# My Experience with FreeBSD so far.



## gwarbot (Dec 8, 2012)

I am officially 24 hours into my project of having a lean mean FreeBSD machine. So far it has consisted of 4 formats and a complete reloads, non-stop manual referencing. thank god there is a manual. I recently failed gnome2 port, resulting in error 1 blah something kernel not enough. So now Ive updated my machine. I am currently fixing everything with portupgrade and we will see if gnome2 *Takes in a deep breath* will finally port successful. So I can set proc and the other necessaries.  Monday! I tell you, by Monday I should have a fully operational FreeBSD desktop! Well...that is if I don't manage to bjork something before then.

"I have been watching the compiling forever, so I figured I would share my experience while stuff cooks"

thanks


----------



## xibo (Dec 8, 2012)

Why not save the time and use pre-compiled packages? You can replace them with self-built ones after you made sure your setup works.


----------



## Majorix (Dec 8, 2012)

xibo said:
			
		

> Why not save the time and use pre-compiled packages? You can replace them with self-built ones after you made sure your setup works.



Exactly. This will not only save you time, but also prevent any problems that the port might have building, and some of the time they do. So as a beginner, stick to using binary packages.
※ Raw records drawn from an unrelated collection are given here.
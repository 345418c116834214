// ---------------------------------------------------------------------------
// Contrast window: center/radius -> affine pixel transform
// ---------------------------------------------------------------------------

/// Keeps the radius away from zero when the data minimum cannot (data with
/// `min <= 0` would otherwise collapse the window).
const RADIUS_FLOOR: f64 = 1e-6;

/// Fraction of the radius applied per adjustment step.
const STEP: f64 = 0.1;

/// The value range `[center - radius, center + radius]` mapped onto the
/// display range `[0, 1]`. The derived `scale`/`bias` pair is what the
/// renderer applies to every sample as `value * scale + bias`.
#[derive(Debug, Clone, Copy, PartialEq)]
pub struct ContrastWindow {
    center: f64,
    radius: f64,
    data_min: f64,
    data_max: f64,
    scale: f64,
    bias: f64,
}

impl ContrastWindow {
    pub fn new(data_min: f64, data_max: f64) -> Self {
        let mut window = Self {
            center: 0.0,
            radius: 1.0,
            data_min,
            data_max,
            scale: 1.0,
            bias: 0.0,
        };
        window.reset(data_min, data_max);
        window
    }

    /// Scale and bias are applied to the pixels as `scale * value + bias`.
    fn update_scale_and_bias(&mut self) {
        self.scale = 1.0 / (2.0 * self.radius);
        self.bias = -(self.center - self.radius) * self.scale;
    }

    fn radius_floor(&self) -> f64 {
        self.data_min.max(RADIUS_FLOOR)
    }

    /// Re-seed the window to cover `[data_min, data_max]` exactly. A
    /// degenerate range (all samples equal) still yields a usable window.
    pub fn reset(&mut self, data_min: f64, data_max: f64) {
        self.data_min = data_min;
        self.data_max = data_max;
        self.center = (data_max + data_min) / 2.0;
        self.radius = ((data_max - data_min) / 2.0).max(RADIUS_FLOOR);
        self.update_scale_and_bias();
    }

    pub fn adjust_radius(&mut self, offset: f64) {
        let d = self.radius * STEP;
        self.radius = (self.radius + d * offset).max(self.radius_floor());
        self.update_scale_and_bias();
    }

    pub fn adjust_center(&mut self, offset: f64) {
        let d = self.radius * STEP;
        self.center = (self.center + d * offset).clamp(self.data_min, self.data_max);
        self.update_scale_and_bias();
    }

    /// Recenter on a concrete sampled value (contrast sweep).
    pub fn set_center(&mut self, value: f64) {
        self.center = value;
        self.update_scale_and_bias();
    }

    pub fn center(&self) -> f64 {
        self.center
    }

    pub fn radius(&self) -> f64 {
        self.radius
    }

    pub fn scale_bias(&self) -> (f32, f32) {
        (self.scale as f32, self.bias as f32)
    }
}
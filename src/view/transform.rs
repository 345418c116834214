// ---------------------------------------------------------------------------
// Screen <-> image coordinate mapping and zoom/pan state
// ---------------------------------------------------------------------------

/// Smallest zoom factor reachable through `zoom_by`. There is no upper cap.
const MIN_ZOOM: f64 = 0.01;

/// Each zoom step changes the factor by `offset / ZOOM_DIVISOR`.
const ZOOM_DIVISOR: f64 = 10.0;

/// Viewport fraction moved per keyboard pan step.
pub const PAN_STEP_DIV: f64 = 4.0;

/// Map a screen pixel to image coordinates: the inverse of the draw
/// transform (scale about the pivot, then translate by the pan offset).
/// The live drag offset is deliberately not part of this mapping, so points
/// captured at drag start stay anchored while the gesture is in flight.
pub fn screen_to_image(sx: f64, sy: f64, pivot: (f64, f64), zoom: f64, pan: (f64, f64)) -> (f64, f64) {
    (
        (sx - pivot.0) / zoom + pan.0 + pivot.0,
        (sy - pivot.1) / zoom + pan.1 + pivot.1,
    )
}

/// Exact inverse of `screen_to_image`.
pub fn image_to_screen(ix: f64, iy: f64, pivot: (f64, f64), zoom: f64, pan: (f64, f64)) -> (f64, f64) {
    (
        (ix - pan.0 - pivot.0) * zoom + pivot.0,
        (iy - pan.1 - pivot.1) * zoom + pivot.1,
    )
}

/// Zoom factor, zoom pivot, committed pan offset and the transient offset of
/// an in-flight drag gesture.
#[derive(Debug, Clone, Copy, PartialEq)]
pub struct ZoomPan {
    pub zoom: f64,
    pub pivot: (f64, f64),
    pub pan: (f64, f64),
    pub drag: (f64, f64),
    drag_anchor: (f64, f64),
}

impl Default for ZoomPan {
    fn default() -> Self {
        Self {
            zoom: 1.0,
            pivot: (0.0, 0.0),
            pan: (0.0, 0.0),
            drag: (0.0, 0.0),
            drag_anchor: (0.0, 0.0),
        }
    }
}

impl ZoomPan {
    pub fn new() -> Self {
        Self::default()
    }

    pub fn screen_to_image(&self, sx: f64, sy: f64) -> (f64, f64) {
        screen_to_image(sx, sy, self.pivot, self.zoom, self.pan)
    }

    /// Step the zoom factor. The pivot is recentered on the viewport middle
    /// for every step, not the cursor, so repeated zooms share a stable
    /// reference point.
    pub fn zoom_by(&mut self, offset: f64, viewport: (u32, u32)) {
        self.zoom = (self.zoom + offset / ZOOM_DIVISOR).max(MIN_ZOOM);
        self.pivot = (viewport.0 as f64 / 2.0, viewport.1 as f64 / 2.0);
    }

    /// Back to identity: unit zoom, origin pivot, no pan, no drag.
    pub fn reset(&mut self) {
        *self = Self::default();
    }

    pub fn begin_drag(&mut self, point: (f64, f64)) {
        self.drag_anchor = point;
        self.drag = (0.0, 0.0);
    }

    /// Live, non-committing preview offset relative to the drag anchor.
    pub fn update_drag(&mut self, point: (f64, f64)) {
        self.drag = (point.0 - self.drag_anchor.0, point.1 - self.drag_anchor.1);
    }

    /// Fold the finished gesture into the pan offset. The draw transform
    /// adds `drag` and subtracts `pan`, so committing subtracts.
    pub fn end_drag(&mut self) {
        self.pan.0 -= self.drag.0;
        self.pan.1 -= self.drag.1;
        self.drag = (0.0, 0.0);
    }

    /// Keyboard pan. The move is dropped whenever the image bounding box
    /// would lose all overlap with the viewport on either axis.
    pub fn translate(&mut self, dx: f64, dy: f64, image_w: f64, image_h: f64) -> bool {
        let ndx = self.pan.0 + dx;
        let ndy = self.pan.1 + dy;
        if image_w + ndx > 0.0 && ndx < image_w && image_h + ndy > 0.0 && ndy < image_h {
            self.pan = (ndx, ndy);
            true
        } else {
            false
        }
    }
}
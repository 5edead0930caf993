//! Polar ring packing of particles inside the tank net.
//!
//! Layers are stacked downwards from the surface. Each layer holds concentric rings one
//! particle diameter apart, and each ring holds as many particles as fit on its circumference.
//! Positions are fully determined by the settings; no randomness is involved.
use std::convert::Infallible;

use glam::Vec3;
use mint::Vector3;
use tracing::{debug, info};

use crate::buffers;
use crate::color::{Rgb, SonarGrid};
use crate::coords::Polar;
use crate::distribution::{Degenerate, ParticleDistribution, Termination};
use crate::error::{Error, Result};
use crate::settings::{NetShape, TankSettings};
use crate::tank::layers::{layer_count, ring_count, ring_particle_count};

/// Where tank particle colors come from.
#[derive(Clone, Copy, Debug, Default)]
pub enum TankColoring<'a> {
    /// Colors are computed by the renderer from hotspot proximity.
    #[default]
    Deferred,
    /// Each particle takes the sonar cell under it.
    Sonar(&'a SonarGrid),
}

/// One generated tank particle.
#[derive(Clone, Copy, Debug, PartialEq)]
pub struct TankParticle {
    /// Render-space position.
    pub position: Vec3,
    /// Polar record kept for hotspot placement.
    pub polar: Polar,
}

/// Output of one tank generation pass.
#[derive(Clone, Debug, Default)]
pub struct TankParticles {
    pub particles: Vec<TankParticle>,
    /// One color per particle when sonar coloring was requested.
    pub sonar_colors: Option<Vec<Rgb>>,
    /// Layers that produced at least one ring.
    pub layers_generated: u32,
    pub termination: Termination,
}

impl TankParticles {
    pub fn len(&self) -> usize {
        self.particles.len()
    }

    pub fn is_empty(&self) -> bool {
        self.particles.is_empty()
    }

    pub fn positions(&self) -> impl Iterator<Item = Vec3> + '_ {
        self.particles.iter().map(|p| p.position)
    }

    /// Flat `[x, y, z, ...]` position buffer.
    pub fn position_buffer(&self) -> Vec<f32> {
        buffers::flatten_positions(self.positions())
    }

    /// Flat `[r, g, b, ...]` buffer of sonar colors, if any.
    pub fn color_buffer(&self) -> Option<Vec<f32>> {
        self.sonar_colors.as_deref().map(buffers::flatten_colors)
    }
}

/// Generates tank particles for one net shape and settings snapshot.
#[derive(Clone, Copy, Debug, Default)]
pub struct TankDistributor {
    pub shape: NetShape,
    pub settings: TankSettings,
}

impl TankDistributor {
    pub fn new(shape: NetShape, settings: TankSettings) -> Self {
        Self { shape, settings }
    }

    /// Like [`TankDistributor::new`] but validates the settings first.
    pub fn try_new(shape: NetShape, settings: TankSettings) -> Result<Self> {
        settings.validate()?;
        Ok(Self::new(shape, settings))
    }

    /// Runs a full generation pass.
    ///
    /// Fails only when sonar coloring is requested and a particle falls outside the grid.
    pub fn generate(&self, coloring: TankColoring<'_>) -> Result<TankParticles> {
        let mut particles = Vec::new();
        let mut colors = match coloring {
            TankColoring::Deferred => None,
            TankColoring::Sonar(_) => Some(Vec::new()),
        };
        let scaled_diameter = self.settings.scaled_diameter();
        let max_rho = self.settings.max_rho;

        let (layers_generated, termination) = self.walk::<Error, _>(|particle, ring| {
            if let (TankColoring::Sonar(grid), Some(colors)) = (coloring, colors.as_mut()) {
                // Sample where the particle is drawn, i.e. at its scaled radius.
                let drawn = Polar::new(
                    particle.polar.theta,
                    ring as f32 * scaled_diameter,
                    particle.polar.depth,
                );
                colors.push(grid.sample(drawn, max_rho)?);
            }
            particles.push(particle);
            Ok(())
        })?;

        info!(
            "Tank ({:?}): {} particles in {} layers.",
            self.shape,
            particles.len(),
            layers_generated
        );

        Ok(TankParticles {
            particles,
            sonar_colors: colors,
            layers_generated,
            termination,
        })
    }

    /// Visits every particle in generation order: layer, then ring, then angle.
    fn walk<E, F>(&self, mut emit: F) -> std::result::Result<(u32, Termination), E>
    where
        F: FnMut(TankParticle, u32) -> std::result::Result<(), E>,
    {
        let s = &self.settings;
        let layers = layer_count(self.shape, s);
        if layers == 0 {
            debug!("Tank settings yield no layers.");
            return Ok((0, Termination::Degenerate(Degenerate::NoLayers)));
        }

        let delta_rho = 2.0 * s.particle_radius;
        let mut generated = 0;
        for layer in 1..=layers {
            let depth = -(layer as f32) * delta_rho;
            let rings = ring_count(self.shape, layer, s);
            if rings <= 0 {
                debug!("Tank net exhausted at layer {}.", layer);
                return Ok((generated, Termination::Degenerate(Degenerate::NoRings { layer })));
            }
            for ring in 1..=rings as u32 {
                let rho = ring as f32 * delta_rho;
                let count = ring_particle_count(rho, s.particle_radius);
                if count == 0 {
                    continue;
                }
                let delta_theta = std::f32::consts::TAU / count as f32;
                for idx in 1..=count {
                    let polar = Polar::new(idx as f32 * delta_theta, rho, depth);
                    emit(
                        TankParticle {
                            position: polar.to_cartesian(),
                            polar,
                        },
                        ring,
                    )?;
                }
            }
            generated += 1;
        }
        Ok((generated, Termination::Complete))
    }
}

impl ParticleDistribution for TankDistributor {
    fn positions(&self) -> Vec<Vector3<f32>> {
        let mut out = Vec::new();
        let walked = self.walk::<Infallible, _>(|particle, _| {
            out.push(particle.position.into());
            Ok(())
        });
        match walked {
            Ok(_) => out,
            Err(never) => match never {},
        }
    }
}

#[cfg(test)]
mod tests {
    use std::f64::consts::TAU as TAU64;

    use rand::rngs::StdRng;
    use rand::SeedableRng;

    use super::*;
    use crate::hotspot::pick_tank_hotspots;

    /// Straightforward double-precision count of the conical layout.
    fn reference_conical_count(s: &TankSettings) -> usize {
        let r = s.particle_radius as f64;
        let k = s.particle_scale as f64;
        let max_rho = s.max_rho as f64;
        let layers = (2.0 / (2.0 * r * k)).floor() as i64;
        let mut total = 0;
        for layer in 1..=layers {
            let rings = ((max_rho - layer as f64 * r * k) / (2.0 * r * k)).floor() as i64;
            if rings <= 0 {
                break;
            }
            for ring in 1..=rings {
                let rho = ring as f64 * 2.0 * r;
                total += (TAU64 * rho / (2.0 * r)).round() as usize;
            }
        }
        total
    }

    #[test]
    fn conical_count_matches_reference() {
        let s = TankSettings::default();
        let out = TankDistributor::new(NetShape::Conical, s)
            .generate(TankColoring::Deferred)
            .unwrap();
        assert_eq!(out.len(), reference_conical_count(&s));
        assert_eq!(out.layers_generated, 65);
        assert_eq!(
            out.termination,
            Termination::Degenerate(Degenerate::NoRings { layer: 66 })
        );
        assert!(out.sonar_colors.is_none());
    }

    #[test]
    fn positions_do_not_depend_on_hotspot_seed() {
        let dist = TankDistributor::new(NetShape::Conical, TankSettings::default());
        let a = dist.generate(TankColoring::Deferred).unwrap();
        let b = dist.generate(TankColoring::Deferred).unwrap();
        assert_eq!(a.particles, b.particles);

        let mut rng_a = StdRng::seed_from_u64(1);
        let mut rng_b = StdRng::seed_from_u64(2);
        let _ = pick_tank_hotspots(&a.particles, 10, &mut rng_a);
        let _ = pick_tank_hotspots(&b.particles, 10, &mut rng_b);
        assert_eq!(a.particles, b.particles);
    }

    #[test]
    fn first_ring_is_six_particles_one_diameter_out() {
        let s = TankSettings::default();
        let out = TankDistributor::new(NetShape::Conical, s)
            .generate(TankColoring::Deferred)
            .unwrap();
        let first: Vec<_> = out.particles.iter().take(6).collect();
        for p in &first {
            assert!((p.polar.rho - 0.04).abs() < 1e-6);
            assert!((p.polar.depth + 0.04).abs() < 1e-6);
            assert!((p.position.y - p.polar.depth).abs() < 1e-6);
        }
        // Seventh particle starts the second ring.
        assert!((out.particles[6].polar.rho - 0.08).abs() < 1e-6);
    }

    #[test]
    fn cylindrical_keeps_full_radius_above_taper() {
        let s = TankSettings::default();
        let out = TankDistributor::new(NetShape::Cylindrical, s)
            .generate(TankColoring::Deferred)
            .unwrap();
        let max_rho_layer_1 = out
            .particles
            .iter()
            .filter(|p| (p.polar.depth + 0.04).abs() < 1e-6)
            .map(|p| p.polar.rho)
            .fold(0.0f32, f32::max);
        assert!((max_rho_layer_1 - 33.0 * 0.04).abs() < 1e-4);
        assert_eq!(out.layers_generated, 30);
    }

    #[test]
    fn degenerate_settings_yield_empty_result() {
        let s = TankSettings::default().with_particle_radius(5.0);
        let out = TankDistributor::new(NetShape::Conical, s)
            .generate(TankColoring::Deferred)
            .unwrap();
        assert!(out.is_empty());
        assert_eq!(out.termination, Termination::Degenerate(Degenerate::NoLayers));
    }

    #[test]
    fn sonar_coloring_assigns_one_color_per_particle() {
        let grid = SonarGrid::new(64, 64, vec![[0.25, 0.5, 0.75]; 64 * 64]).unwrap();
        let out = TankDistributor::new(NetShape::Conical, TankSettings::default())
            .generate(TankColoring::Sonar(&grid))
            .unwrap();
        let colors = out.sonar_colors.as_ref().unwrap();
        assert_eq!(colors.len(), out.len());
        assert!(colors.iter().all(|c| *c == [0.25, 0.5, 0.75]));
        assert_eq!(out.color_buffer().unwrap().len(), out.len() * 3);
    }

    #[test]
    fn sonar_lookup_failure_propagates() {
        // On a coarse grid the outer ring rounds past the last column.
        let grid = SonarGrid::new(4, 4, vec![[0.0; 3]; 16]).unwrap();
        let res = TankDistributor::new(NetShape::Conical, TankSettings::default())
            .generate(TankColoring::Sonar(&grid));
        assert!(matches!(res, Err(Error::OutOfBounds { .. })));
    }

    #[test]
    fn distribution_trait_matches_generate() {
        let dist = TankDistributor::new(NetShape::Conical, TankSettings::default());
        let out = dist.generate(TankColoring::Deferred).unwrap();
        let positions = dist.positions();
        assert_eq!(positions.len(), out.len());
        assert_eq!(Vec3::from(positions[10]), out.particles[10].position);
    }
}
And if you insist on doing it the hard way, please tell what exactly the error is. Since "error 1 blah something kernel not enough" is not very descriptive and it is funny how kernel is not enough, never happened to me.


----------



## gwarbot (Dec 8, 2012)

The was error was lsaf x.x.x needed kernel sources. After googling I installed subversion  then downloaded the source for FreeBSD9 stable. That seems to have fixed the issue. For future encounters I will keep a pen and paper handy so so I can jot these things down so I can share the exact error. Thanks for the feedback on the pkg's. I am doing ports because I was told to pick one or the other. I heard a system gets really funky if you install both all the time. So will portupgrade update pkg's?


----------



## wblock@ (Dec 8, 2012)

Packages are just the binary, compiled form of ports.  When you install a port, it builds a package and installs that.  Ports are slower because they have to be built, but build in the environment that is present.  Packages are built on another machine, possibly with different versions of things installed, so there can be conflicts and upgrading can be annoying.  So the "don't mix" advice has never been clear to me.  I would say: use ports if you can, or understand that quick installation of packages comes at the cost of ease of upgrades and choice of build options.  pkgng is a big improvement and will help both problems when it is ready for widespread use.


----------



## gwarbot (Dec 9, 2012)

I have formatted and reinstalled a fifth time, this time I am taking detailed notes of everything I do. Gnome2 is now cooking again, well see how this goes. I kept running into dependency issues. I believe it was caused when I ran into the lsof-x.xx,x requires kernel sources
*** Error code 1

When I receive that error I ran portupgrade -af. However I believe this broke a bunch of other stuff when I did it. I was able to get the gnome2 port past the lsof error, however a bunch and I mean a lot of things were throwing errors when trying to port.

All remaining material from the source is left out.